Chicago Regional Transit Authority Warns of Drastic Cuts in Service
Written by David C. Lester, Editor-in-Chief
CHICAGO –– The Chicago Regional Transit Authority (RTA) announced this week that transit agencies in the region, including the Chicago Transit Authority (CTA), Metra commuter rail service, and PACE bus service could all see drastic cuts in 2026 if something is not done to address the $770 million budget shortfall these agencies face.
The RTA Board of Directors passed a resolution in January that required transit agencies to provide examples of the types of cuts that would allow the region to meet the budget shortfall. The current legislative session ends in May and if a solution is not found by then, agencies would begin preparing for the changes. RTA said “The magnitude of these cuts is unprecedented and would require several rounds of schedule adjustments in 2026 and beyond.”
RTA Executive Director Leanne Redden said “This isn’t just a transit crisis –– it’s a regional emergency. If the General Assembly does not act this spring, hundreds of thousands of Illinoisans will wake up in 2026 without a way to get to work, school or medical appointments with continued uncertainty in future years about their transit services. This doomsday scenario can still be avoided as long as our state partners vote to fully fund transit operations before it’s too late.”
Nature Of Transit Cuts
CTA would likely face a 40% cut in service and close or reduce service to over 50 rail stations. Service would be suspended on all or a portion of at least four of eight CTA rail lines. The remaining rail network would see train frequencies cut by 10% to 25%.

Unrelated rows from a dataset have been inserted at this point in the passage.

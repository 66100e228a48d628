use std::net::SocketAddr;

use axum::{routing::get, Router};
use tower_http::{cors::CorsLayer, trace::TraceLayer};

use crate::state::AppState;
use crate::{bookings, items, users};

pub fn build_app(state: AppState) -> Router {
    Router::new()
        .merge(users::router())
        .merge(items::router())
        .merge(bookings::router())
        .route("/health", get(|| async { "ok" }))
        .with_state(state)
        .layer(CorsLayer::permissive())
        .layer(
            TraceLayer::new_for_http()
                .make_span_with(|req: &axum::http::Request<_>| {
                    let method = req.method().clone();
                    let uri = req.uri().clone();
                    tracing::info_span!("http_request", %method, uri = %uri)
                })
                .on_response(
                    |res: &axum::http::Response<_>,
                     _latency: std::time::Duration,
                     span: &tracing::Span| {
                        let status = res.status();
                        span.record("status", tracing::field::display(status));
                        if status.is_server_error() {
                            tracing::error!(%status, "response");
                        } else {
                            tracing::info!(%status, "response");
                        }
                    },
                ),
        )
}

pub async fn serve(app: Router) -> anyhow::Result<()> {
    let addr: SocketAddr = format!(
        "{}:{}",
        std::env::var("APP_HOST").unwrap_or_else(|_| "0.0.0.0".into()),
        std::env::var("APP_PORT").unwrap_or_else(|_| "8080".into())
    )
    .parse()?;

    tracing::info!("listening on {}", addr);
    let listener = tokio::net::TcpListener::bind(addr).await?;
    axum::serve(listener, app).await?;
    Ok(())
}
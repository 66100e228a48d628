use time::{OffsetDateTime, PrimitiveDateTime};

/// Wall-clock source. The engine reads it exactly once per logical
/// operation so every predicate in that operation sees the same instant.
pub trait Clock: Send + Sync {
    fn now(&self) -> PrimitiveDateTime;
}

/// UTC wall clock used by the running service.
pub struct SystemClock;

impl Clock for SystemClock {
    fn now(&self) -> PrimitiveDateTime {
        let now = OffsetDateTime::now_utc();
        PrimitiveDateTime::new(now.date(), now.time())
    }
}

/// Settable clock for tests.
#[cfg(test)]
pub struct ManualClock(std::sync::Mutex<PrimitiveDateTime>);

#[cfg(test)]
impl ManualClock {
    pub fn new(now: PrimitiveDateTime) -> Self {
        Self(std::sync::Mutex::new(now))
    }

    pub fn set(&self, now: PrimitiveDateTime) {
        *self.0.lock().unwrap() = now;
    }

    pub fn advance(&self, by: time::Duration) {
        let mut guard = self.0.lock().unwrap();
        *guard = *guard + by;
    }
}

#[cfg(test)]
impl Clock for ManualClock {
    fn now(&self) -> PrimitiveDateTime {
        *self.0.lock().unwrap()
    }
}

#[cfg(test)]
mod tests {
    use super::*;
    use time::macros::datetime;

    #[test]
    fn manual_clock_set_and_advance() {
        let clock = ManualClock::new(datetime!(2030-01-01 00:00:00));
        assert_eq!(clock.now(), datetime!(2030-01-01 00:00:00));

        clock.advance(time::Duration::hours(13));
        assert_eq!(clock.now(), datetime!(2030-01-01 13:00:00));

        clock.set(datetime!(2030-02-01 13:00:00));
        assert_eq!(clock.now(), datetime!(2030-02-01 13:00:00));
    }

    #[test]
    fn system_clock_is_monotonic_enough() {
        let clock = SystemClock;
        let a = clock.now();
        let b = clock.now();
        assert!(b >= a);
    }
}
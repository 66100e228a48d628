use axum::{http::StatusCode, response::IntoResponse, Json};
use serde_json::json;
use thiserror::Error;

#[derive(Error, Debug)]
pub enum ApiError {
    #[error("{0}")]
    NotFound(String),
    #[error("{0}")]
    Validation(String),
    #[error("{0}")]
    Forbidden(String),
    #[error("{0}")]
    Conflict(String),
    #[error("database error")]
    Database(#[source] sqlx::Error),
}

impl ApiError {
    pub fn status(&self) -> StatusCode {
        match self {
            ApiError::NotFound(_) => StatusCode::NOT_FOUND,
            ApiError::Validation(_) => StatusCode::BAD_REQUEST,
            ApiError::Forbidden(_) => StatusCode::FORBIDDEN,
            ApiError::Conflict(_) => StatusCode::CONFLICT,
            ApiError::Database(_) => StatusCode::INTERNAL_SERVER_ERROR,
        }
    }
}

// Constraint violations become Conflict: the unique path covers the email
// constraint losing a pre-check race, the foreign-key path covers deleting
// a user or item that bookings or comments still reference.
impl From<sqlx::Error> for ApiError {
    fn from(e: sqlx::Error) -> Self {
        if let Some(db_err) = e.as_database_error() {
            match db_err.kind() {
                sqlx::error::ErrorKind::UniqueViolation
                | sqlx::error::ErrorKind::ForeignKeyViolation => {
                    return ApiError::Conflict(db_err.message().to_string());
                }
                _ => {}
            }
        }
        ApiError::Database(e)
    }
}

impl IntoResponse for ApiError {
    fn into_response(self) -> axum::response::Response {
        let status = self.status();
        if status.is_server_error() {
            tracing::error!(error.cause_chain = ?self, error.message = %self, "request failed");
        }
        let body = Json(json!({ "error": self.to_string() }));
        (status, body).into_response()
    }
}

pub type ApiResult<T> = Result<T, ApiError>;

#[cfg(test)]
mod tests {
    use super::*;

    #[test]
    fn status_mapping() {
        assert_eq!(
            ApiError::NotFound("x".into()).status(),
            StatusCode::NOT_FOUND
        );
        assert_eq!(
            ApiError::Validation("x".into()).status(),
            StatusCode::BAD_REQUEST
        );
        assert_eq!(
            ApiError::Forbidden("x".into()).status(),
            StatusCode::FORBIDDEN
        );
        assert_eq!(ApiError::Conflict("x".into()).status(), StatusCode::CONFLICT);
        assert_eq!(
            ApiError::Database(sqlx::Error::RowNotFound).status(),
            StatusCode::INTERNAL_SERVER_ERROR
        );
    }

    #[test]
    fn row_not_found_is_not_a_conflict() {
        let err = ApiError::from(sqlx::Error::RowNotFound);
        assert!(matches!(err, ApiError::Database(_)));
    }

    #[derive(Debug, Clone, Copy)]
    enum StubKind {
        Unique,
        ForeignKey,
        Check,
    }

    #[derive(Debug)]
    struct StubDbError(StubKind);

    impl std::fmt::Display for StubDbError {
        fn fmt(&self, f: &mut std::fmt::Formatter<'_>) -> std::fmt::Result {
            write!(f, "constraint violated")
        }
    }

    impl std::error::Error for StubDbError {}

    impl sqlx::error::DatabaseError for StubDbError {
        fn message(&self) -> &str {
            "constraint violated"
        }

        fn kind(&self) -> sqlx::error::ErrorKind {
            match self.0 {
                StubKind::Unique => sqlx::error::ErrorKind::UniqueViolation,
                StubKind::ForeignKey => sqlx::error::ErrorKind::ForeignKeyViolation,
                StubKind::Check => sqlx::error::ErrorKind::CheckViolation,
            }
        }

        fn as_error(&self) -> &(dyn std::error::Error + Send + Sync + 'static) {
            self
        }

        fn as_error_mut(&mut self) -> &mut (dyn std::error::Error + Send + Sync + 'static) {
            self
        }

        fn into_error(self: Box<Self>) -> Box<dyn std::error::Error + Send + Sync + 'static> {
            self
        }
    }

    fn db_error(kind: StubKind) -> sqlx::Error {
        sqlx::Error::Database(Box::new(StubDbError(kind)))
    }

    #[test]
    fn constraint_violations_map_to_conflict() {
        let err = ApiError::from(db_error(StubKind::Unique));
        assert!(matches!(err, ApiError::Conflict(_)));

        // Deleting a user who still owns items or holds bookings trips a
        // foreign key; that is a client conflict, not a server failure.
        let err = ApiError::from(db_error(StubKind::ForeignKey));
        assert!(matches!(err, ApiError::Conflict(_)));
        assert_eq!(err.status(), StatusCode::CONFLICT);
    }

    #[test]
    fn other_database_errors_stay_internal() {
        let err = ApiError::from(db_error(StubKind::Check));
        assert!(matches!(err, ApiError::Database(_)));
    }
}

CTA may also be required to cut 74 of its 127 bus routes, leaving 500,000 riders without a nearby bus stop.
Metra commuter rail cuts would result in a 40% reduction in service, with early morning and late evening trains eliminated, weekday trains only running once an hour, and weekend trains running only once every two hours. Metra could also need to end service on the Metra Electric Blue Island Branch. And, progress to increase frequency and shift the commuter railroad to a regional rail model would be reversed.
PACE suburban bus service would be reduced significantly. All weekend bus service could be eliminated and late-night service after 8:00 p.m. would disappear from 62 routes. ADA paratransit service, which is federally mandated, would not be eliminated, but its service area would shrink by 66% on weekends.
Transit Leadership Comments
Nora Leerhsen, Acting President of CTA, said “Public transit is what helped shape the City of Chicago and surrounding suburbs as we know it today –– it is why and how millions of us call this region ‘home.’ The results of a 40% service reduction are unconscionable, and no decisions about our service future will be made without community input. Whether you ride public transit or not, now more than ever we need your support. We’ve yet to see what public transit looks like when fully funded, and we want to make sure we can continue to provide safe, frequent, reliable, and accessible services our region deserves.
Jim Derwinski, Executive Director/CEO of Metra, said “No one wants to envision a scenario where such severe cuts are necessary. But we hope that by detailing the cost of inaction, our elected representatives will take action to make sure public transportation not only survives but thrives.”
Melinda Metzger, Executive Director of PACE, said “these cuts would have a devastating impact on our region and the people who need transit the most. Eliminating weekend service, reducing late-night options, and scaling back ADA paratransit would leave riders –– including seniors and people with disabilities –– without a reliable way to get to medical appointments, work, school, and grocery stores. All the progress we’ve made to adapt to new travel patterns, boost frequency, and expand access would be lost. The transformational improvements we have identified through our ReVision restructuring initiative will not be able to be implemented. The momentum we’ve built to create a more responsive and equitable transit system –– one that supports economic growth and connects people to jobs and opportunity –– would come to a halt, setting us back years.”
Why Is This Happening?

This story about Chicago’s commuter rail and transit funding challenges is the second story we’ve published this week on this issue, with yesterday’s report on the same challenges for Pittsburgh Regional Transit.
In September 2024, long-time Railway Age Contributing Editor David Peter Alan, a specialist in rail passenger transportation, wrote a commentary for the RA website entitled “Existential Threat to Transit,” which, of course, is about the funding challenges faced by transit agencies. Here is David’s introduction to that piece:
“When Congress authorized federal funds for transit operations in late 2020 and early 2021 as a response to the COVID-19 pandemic, that particular aid for the nation’s transit providers was meant to be temporary; a response to the steep ridership declines and consequent declines in revenue suffered by transit agencies around the nation, from the major systems I have examined in this series to small systems that operate only a few bus routes with limited service. That money is now running out, and ridership has not returned to pre-COVID levels on most transit systems, while costs continue to climb.“
I believe that for anyone who works for a transit agency, regardless of their role, David’s piece is required reading. Here’s a link to the full story. If you have time, his other writing on this issue on the RA website is worthwhile.
The graphic above that is associated with David’s story says that “Transit’s Fiscal Cliff is Coming Soon.” Based on recent reporting on transit agencies, it looks like it’s already here.